*Problem statement*
Number of lines below with the word "invalid": state it and write nothing more.

*Provided information*

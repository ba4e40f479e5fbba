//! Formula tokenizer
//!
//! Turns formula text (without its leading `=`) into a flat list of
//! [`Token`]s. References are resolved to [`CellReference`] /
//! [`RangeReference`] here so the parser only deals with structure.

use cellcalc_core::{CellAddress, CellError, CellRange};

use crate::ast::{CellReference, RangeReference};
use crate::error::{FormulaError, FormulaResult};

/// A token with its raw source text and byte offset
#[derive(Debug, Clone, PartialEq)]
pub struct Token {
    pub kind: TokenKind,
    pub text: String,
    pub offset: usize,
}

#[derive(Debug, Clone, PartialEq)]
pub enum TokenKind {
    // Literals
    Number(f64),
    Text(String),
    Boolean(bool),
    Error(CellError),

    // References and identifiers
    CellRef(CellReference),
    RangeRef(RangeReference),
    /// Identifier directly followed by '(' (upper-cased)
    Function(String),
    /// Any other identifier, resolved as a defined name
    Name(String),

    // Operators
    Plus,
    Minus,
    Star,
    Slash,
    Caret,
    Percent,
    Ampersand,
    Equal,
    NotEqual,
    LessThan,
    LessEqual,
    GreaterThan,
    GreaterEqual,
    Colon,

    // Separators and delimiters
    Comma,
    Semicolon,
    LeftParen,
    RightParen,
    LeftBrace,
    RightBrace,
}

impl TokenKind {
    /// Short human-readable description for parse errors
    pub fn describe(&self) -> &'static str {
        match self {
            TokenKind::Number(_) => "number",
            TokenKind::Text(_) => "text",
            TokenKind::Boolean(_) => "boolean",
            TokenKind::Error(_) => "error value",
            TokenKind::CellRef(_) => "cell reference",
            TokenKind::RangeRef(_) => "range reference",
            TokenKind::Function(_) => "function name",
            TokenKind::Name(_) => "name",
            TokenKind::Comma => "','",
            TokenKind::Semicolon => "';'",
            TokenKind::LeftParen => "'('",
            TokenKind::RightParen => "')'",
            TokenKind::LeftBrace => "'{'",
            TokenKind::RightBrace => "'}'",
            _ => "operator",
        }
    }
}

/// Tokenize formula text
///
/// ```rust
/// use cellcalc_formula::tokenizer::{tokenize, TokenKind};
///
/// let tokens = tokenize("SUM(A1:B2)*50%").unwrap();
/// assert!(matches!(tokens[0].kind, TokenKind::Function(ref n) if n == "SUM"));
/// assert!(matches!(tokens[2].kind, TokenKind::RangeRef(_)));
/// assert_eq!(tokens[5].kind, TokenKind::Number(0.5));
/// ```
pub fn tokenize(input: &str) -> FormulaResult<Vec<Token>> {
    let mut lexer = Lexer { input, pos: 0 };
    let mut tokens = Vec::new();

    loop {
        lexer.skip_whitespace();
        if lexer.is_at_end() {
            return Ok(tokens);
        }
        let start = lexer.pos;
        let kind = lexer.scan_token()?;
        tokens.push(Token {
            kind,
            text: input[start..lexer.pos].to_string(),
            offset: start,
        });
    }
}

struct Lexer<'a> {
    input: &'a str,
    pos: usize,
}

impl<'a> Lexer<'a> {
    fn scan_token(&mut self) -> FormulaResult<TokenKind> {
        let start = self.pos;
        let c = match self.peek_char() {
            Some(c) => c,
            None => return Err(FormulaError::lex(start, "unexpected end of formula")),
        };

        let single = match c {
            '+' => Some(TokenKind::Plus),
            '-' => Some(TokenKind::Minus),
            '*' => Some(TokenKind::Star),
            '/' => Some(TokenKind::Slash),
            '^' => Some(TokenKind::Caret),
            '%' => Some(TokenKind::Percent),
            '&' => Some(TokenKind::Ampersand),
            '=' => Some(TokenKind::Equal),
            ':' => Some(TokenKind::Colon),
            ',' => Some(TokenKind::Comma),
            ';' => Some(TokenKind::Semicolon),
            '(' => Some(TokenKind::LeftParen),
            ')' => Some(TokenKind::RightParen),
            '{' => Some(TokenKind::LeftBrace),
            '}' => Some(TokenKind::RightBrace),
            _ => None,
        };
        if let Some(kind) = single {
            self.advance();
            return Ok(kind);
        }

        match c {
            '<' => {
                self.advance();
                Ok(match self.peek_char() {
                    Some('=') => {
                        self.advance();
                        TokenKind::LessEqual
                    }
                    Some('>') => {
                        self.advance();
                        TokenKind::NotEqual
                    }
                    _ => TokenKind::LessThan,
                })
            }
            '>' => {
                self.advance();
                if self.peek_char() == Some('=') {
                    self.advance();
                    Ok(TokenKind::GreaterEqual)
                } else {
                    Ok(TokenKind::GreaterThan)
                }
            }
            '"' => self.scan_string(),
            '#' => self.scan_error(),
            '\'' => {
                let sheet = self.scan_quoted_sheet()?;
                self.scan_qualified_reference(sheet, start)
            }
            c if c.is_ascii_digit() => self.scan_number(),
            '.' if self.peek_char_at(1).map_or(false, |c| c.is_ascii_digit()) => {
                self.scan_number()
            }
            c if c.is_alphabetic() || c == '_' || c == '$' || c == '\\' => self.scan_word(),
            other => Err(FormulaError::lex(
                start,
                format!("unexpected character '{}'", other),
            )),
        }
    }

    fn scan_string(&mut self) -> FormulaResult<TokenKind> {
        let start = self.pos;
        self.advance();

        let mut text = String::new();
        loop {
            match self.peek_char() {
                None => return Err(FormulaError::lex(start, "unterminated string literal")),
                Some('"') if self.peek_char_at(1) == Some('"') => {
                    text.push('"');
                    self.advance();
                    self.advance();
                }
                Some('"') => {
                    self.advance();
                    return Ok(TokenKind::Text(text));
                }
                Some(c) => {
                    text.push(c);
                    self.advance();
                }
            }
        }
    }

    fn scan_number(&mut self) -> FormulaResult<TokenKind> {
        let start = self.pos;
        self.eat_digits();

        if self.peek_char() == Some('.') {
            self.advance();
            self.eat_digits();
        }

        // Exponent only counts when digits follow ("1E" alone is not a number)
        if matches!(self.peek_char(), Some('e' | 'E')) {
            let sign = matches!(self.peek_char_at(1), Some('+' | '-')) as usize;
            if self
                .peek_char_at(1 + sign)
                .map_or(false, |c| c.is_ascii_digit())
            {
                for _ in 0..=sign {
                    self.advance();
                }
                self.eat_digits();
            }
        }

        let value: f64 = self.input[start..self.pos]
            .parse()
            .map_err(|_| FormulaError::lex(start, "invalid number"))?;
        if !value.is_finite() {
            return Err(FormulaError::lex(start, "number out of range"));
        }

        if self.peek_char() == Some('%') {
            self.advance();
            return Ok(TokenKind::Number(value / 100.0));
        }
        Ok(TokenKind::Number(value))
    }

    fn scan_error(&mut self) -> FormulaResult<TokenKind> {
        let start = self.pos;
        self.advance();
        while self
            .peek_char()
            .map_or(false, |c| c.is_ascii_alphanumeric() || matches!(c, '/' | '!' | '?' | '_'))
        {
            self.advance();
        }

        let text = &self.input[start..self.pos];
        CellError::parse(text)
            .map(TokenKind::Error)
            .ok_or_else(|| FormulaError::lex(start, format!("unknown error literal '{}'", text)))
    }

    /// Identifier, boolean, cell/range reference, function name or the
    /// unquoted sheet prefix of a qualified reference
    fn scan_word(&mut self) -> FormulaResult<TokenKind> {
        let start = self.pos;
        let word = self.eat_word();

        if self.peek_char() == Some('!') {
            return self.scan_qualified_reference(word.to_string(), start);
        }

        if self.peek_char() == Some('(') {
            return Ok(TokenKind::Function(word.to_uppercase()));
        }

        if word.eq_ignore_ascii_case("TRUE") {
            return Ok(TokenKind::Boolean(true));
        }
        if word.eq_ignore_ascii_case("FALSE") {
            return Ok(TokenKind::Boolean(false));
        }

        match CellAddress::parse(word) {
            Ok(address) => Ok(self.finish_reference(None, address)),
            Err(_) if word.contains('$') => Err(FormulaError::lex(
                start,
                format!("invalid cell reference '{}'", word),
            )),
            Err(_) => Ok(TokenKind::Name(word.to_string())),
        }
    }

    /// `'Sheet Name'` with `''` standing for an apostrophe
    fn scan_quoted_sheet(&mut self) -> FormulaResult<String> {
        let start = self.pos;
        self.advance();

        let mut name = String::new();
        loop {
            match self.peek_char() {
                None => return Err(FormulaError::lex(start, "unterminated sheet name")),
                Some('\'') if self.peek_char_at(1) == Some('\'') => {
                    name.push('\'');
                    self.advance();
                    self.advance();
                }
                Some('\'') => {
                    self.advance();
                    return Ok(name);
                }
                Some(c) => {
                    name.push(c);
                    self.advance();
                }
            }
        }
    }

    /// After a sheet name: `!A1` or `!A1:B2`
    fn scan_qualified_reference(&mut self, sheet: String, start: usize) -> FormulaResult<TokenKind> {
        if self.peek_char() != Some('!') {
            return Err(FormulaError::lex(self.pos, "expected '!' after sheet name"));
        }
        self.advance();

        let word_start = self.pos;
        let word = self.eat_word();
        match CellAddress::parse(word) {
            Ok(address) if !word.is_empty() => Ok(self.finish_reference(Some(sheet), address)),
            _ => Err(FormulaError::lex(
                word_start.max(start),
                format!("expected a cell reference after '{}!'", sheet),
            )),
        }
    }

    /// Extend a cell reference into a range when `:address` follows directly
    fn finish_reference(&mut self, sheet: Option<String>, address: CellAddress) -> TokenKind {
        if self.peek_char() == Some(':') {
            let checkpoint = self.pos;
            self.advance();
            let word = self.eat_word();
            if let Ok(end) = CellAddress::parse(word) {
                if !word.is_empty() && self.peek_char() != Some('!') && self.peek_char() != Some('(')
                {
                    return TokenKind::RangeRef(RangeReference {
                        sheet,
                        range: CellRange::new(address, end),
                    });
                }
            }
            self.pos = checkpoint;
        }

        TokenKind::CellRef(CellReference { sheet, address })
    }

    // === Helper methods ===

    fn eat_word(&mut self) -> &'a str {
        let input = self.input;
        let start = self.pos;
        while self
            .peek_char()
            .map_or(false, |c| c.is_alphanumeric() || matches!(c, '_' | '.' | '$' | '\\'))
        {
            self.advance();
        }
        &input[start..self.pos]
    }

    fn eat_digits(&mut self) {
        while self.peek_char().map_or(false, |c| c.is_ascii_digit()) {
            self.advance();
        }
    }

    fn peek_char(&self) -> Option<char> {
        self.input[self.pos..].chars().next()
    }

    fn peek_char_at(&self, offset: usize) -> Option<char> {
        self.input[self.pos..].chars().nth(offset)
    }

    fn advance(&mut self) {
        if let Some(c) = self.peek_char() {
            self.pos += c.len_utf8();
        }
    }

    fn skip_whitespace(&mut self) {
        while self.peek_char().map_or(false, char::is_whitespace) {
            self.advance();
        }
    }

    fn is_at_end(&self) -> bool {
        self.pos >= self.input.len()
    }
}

*Task solution*
2